On the WAN tab, set the 'Redirect to error page' to Never. This sets up some iptables rules and causes an extra restart of dnsmasq during boot (this will change in the next release). I've seen cases where the additional rules appear to 'get stuck' and can cause all sorts of strange problems.

After these, it's usually tuning to your individual environment and clients.

Im using a fixed channel (6), as like you say I stream video on my amazon fire tv box, at present I cant see any problems with performance or other issues so will leave everthing as it is, but if I run into problems I will try some of the things you suggested.

Might take a look at the WMM APSD feature though, does it make a big difference when disabled?

thanks

 

[Markmaster]

I don't want to say nothing, but new Firmware Update 8 is 10 Megabytes smaller then all previous Updates. What was that you clean up the mess?

 

[john9527]

Might take a look at the WMM APSD feature though, does it make a big difference when disabled?
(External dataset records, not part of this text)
//! Hands relayed connections to the connection handler.
//!
//! Every connection runs as its own task in a [`JoinSet`], which doubles as
//! the in-flight set. A task first awaits the connection's verification
//! (handshake and authorization), then runs the handler. Both stages race
//! the session shutdown signal; when shutdown wins the pending future is
//! dropped, which closes the connection.

use relaygate_core::{GatewayResult, PeerIdentity};
use std::future::Future;
use std::net::SocketAddr;
use std::sync::Arc;
use std::time::Duration;
use tokio::io::{AsyncRead, AsyncWrite};
use tokio::task::JoinSet;
use tokio_util::sync::CancellationToken;
use tracing::{debug, info, warn};

/// Who is on the other end of a dispatched connection.
#[derive(Debug, Clone)]
pub struct PeerContext {
    /// Per-session sequence number, for log correlation.
    pub connection_id: u64,
    pub remote_addr: SocketAddr,
    pub identity: PeerIdentity,
}

/// Application logic run for each verified connection.
pub trait ConnectionHandler: Send + Sync + 'static {
    fn handle<S>(&self, stream: S, peer: PeerContext) -> impl Future<Output = GatewayResult<()>> + Send
    where
        S: AsyncRead + AsyncWrite + Unpin + Send + 'static;
}

/// Outcome of draining the in-flight set.
#[derive(Debug, Clone, Copy, PartialEq, Eq)]
pub struct DrainReport {
    pub completed: usize,
    pub aborted: usize,
}

pub struct Dispatcher<H> {
    handler: Arc<H>,
    shutdown: CancellationToken,
    tasks: JoinSet<()>,
    max_connections: Option<usize>,
    next_id: u64,
}

impl<H: ConnectionHandler> Dispatcher<H> {
    /// `max_connections` caps the in-flight set; `None` means unlimited.
    pub fn new(handler: Arc<H>, shutdown: CancellationToken, max_connections: Option<usize>) -> Self {
        Self {
            handler,
            shutdown,
            tasks: JoinSet::new(),
            max_connections,
            next_id: 0,
        }
    }

    /// Number of connections still being verified or handled.
    pub fn in_flight(&mut self) -> usize {
        self.reap();
        self.tasks.len()
    }

    /// Drop the entries of tasks that already finished.
    fn reap(&mut self) {
        while self.tasks.try_join_next().is_some() {}
    }

    /// Start handling an already verified `stream`.
    #[cfg(test)]
    pub fn dispatch<S>(&mut self, stream: S, remote_addr: SocketAddr, identity: PeerIdentity) -> bool
    where
        S: AsyncRead + AsyncWrite + Unpin + Send + 'static,
    {
        self.admit(remote_addr, std::future::ready(Ok(Some((stream, identity)))))
    }

    /// Track a new connection whose `verification` yields the authorized
    /// stream, `Ok(None)` when the peer left without sending anything, or
    /// the rejection. The handler only runs after verification succeeds.
    ///
    /// Returns `false` when the connection was refused because the
    /// in-flight cap is reached or shutdown has begun. Connections still in
    /// their handshake count toward the cap.
    pub fn admit<F, S>(&mut self, remote_addr: SocketAddr, verification: F) -> bool
    where
        F: Future<Output = GatewayResult<Option<(S, PeerIdentity)>>> + Send + 'static,
        S: AsyncRead + AsyncWrite + Unpin + Send + 'static,
    {
        let current = self.in_flight();
        if self.shutdown.is_cancelled() {
            debug!(peer = %remote_addr, "shutdown in progress, dropping connection");
            return false;
        }
        if let Some(max) = self.max_connections {
            if current >= max {
                warn!(peer = %remote_addr, current, max, "connection limit reached, closing connection");
                return false;
            }
        }

        self.next_id += 1;
        let connection_id = self.next_id;
        let handler = self.handler.clone();
        let shutdown = self.shutdown.clone();

        self.tasks.spawn(async move {
            let serve = async move {
                let (stream, identity) = match verification.await {
                    Ok(Some(verified)) => verified,
                    Ok(None) => {
                        debug!(connection_id, peer = %remote_addr, "connection closed before sending data");
                        return;
                    }
                    Err(e) => {
                        warn!(connection_id, peer = %remote_addr, error = %e, "rejected connection");
                        return;
                    }
                };
                info!(connection_id, peer = %remote_addr, identity = %identity, "dispatching connection");
                let peer = PeerContext {
                    connection_id,
                    remote_addr,
                    identity,
                };
                match handler.handle(stream, peer).await {
                    Ok(()) => debug!(connection_id, "connection finished"),
                    Err(e) => warn!(connection_id, error = %e, "connection handler failed"),
                }
            };
            tokio::select! {
                _ = serve => {}
                _ = shutdown.cancelled() => {
                    debug!(connection_id, "closing connection on shutdown");
                }
            }
        });
        true
    }

    /// Wait up to `grace` for in-flight connections, then abort the rest.
    pub async fn drain(&mut self, grace: Duration) -> DrainReport {
        let mut completed = 0;
        let waited = tokio::time::timeout(grace, async {
            while self.tasks.join_next().await.is_some() {
                completed += 1;
            }
        })
        .await;

        let mut aborted = 0;
        if waited.is_err() {
            aborted = self.tasks.len();
            warn!(aborted, "grace period elapsed, terminating remaining connections");
            self.tasks.abort_all();
            while self.tasks.join_next().await.is_some() {}
        }
        DrainReport { completed, aborted }
    }
}
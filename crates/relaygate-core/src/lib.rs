//! relaygate-core: shared protocol library for the relay gateway.
//!
//! Provides the STUN/TURN message codec and TCP stream framing,
//! control-plane wire types, session values, peer identity extraction, and
//! the common error type.

pub mod api;
pub mod codec;
pub mod error;
pub mod identity;
pub mod session;
pub mod stun;

// Re-export commonly used items at crate root.
pub use codec::{Frame, StunFrameDecoder};
pub use error::{GatewayError, GatewayResult};
pub use identity::{PeerIdentity, CLIENT_ROLE_MARKER, TRUSTED_ORIGIN_MARKER};
pub use session::{
    normalize_egress_address, CertificateBundle, GatewaySession, RelayCredentials,
    RelayRegistration, SessionState,
};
If everything is working fine...likely it won't make a difference. If I remember correctly, part of APSD implements a packet scheduling algorithm as the load drops. Just seemed like a lot of opportunity for a problem to me.

As the old saying goes...."If it ain't broke, don't fix it"

 

[john9527]

I don't want to say nothing, but new Firmware Update 8 is 10 Megabytes smaller then all previous Updates. What was that you clean up the mess?

Check the first post.....I removed the Download Master code from the firmware. It will be downloaded if/when you decide to install it.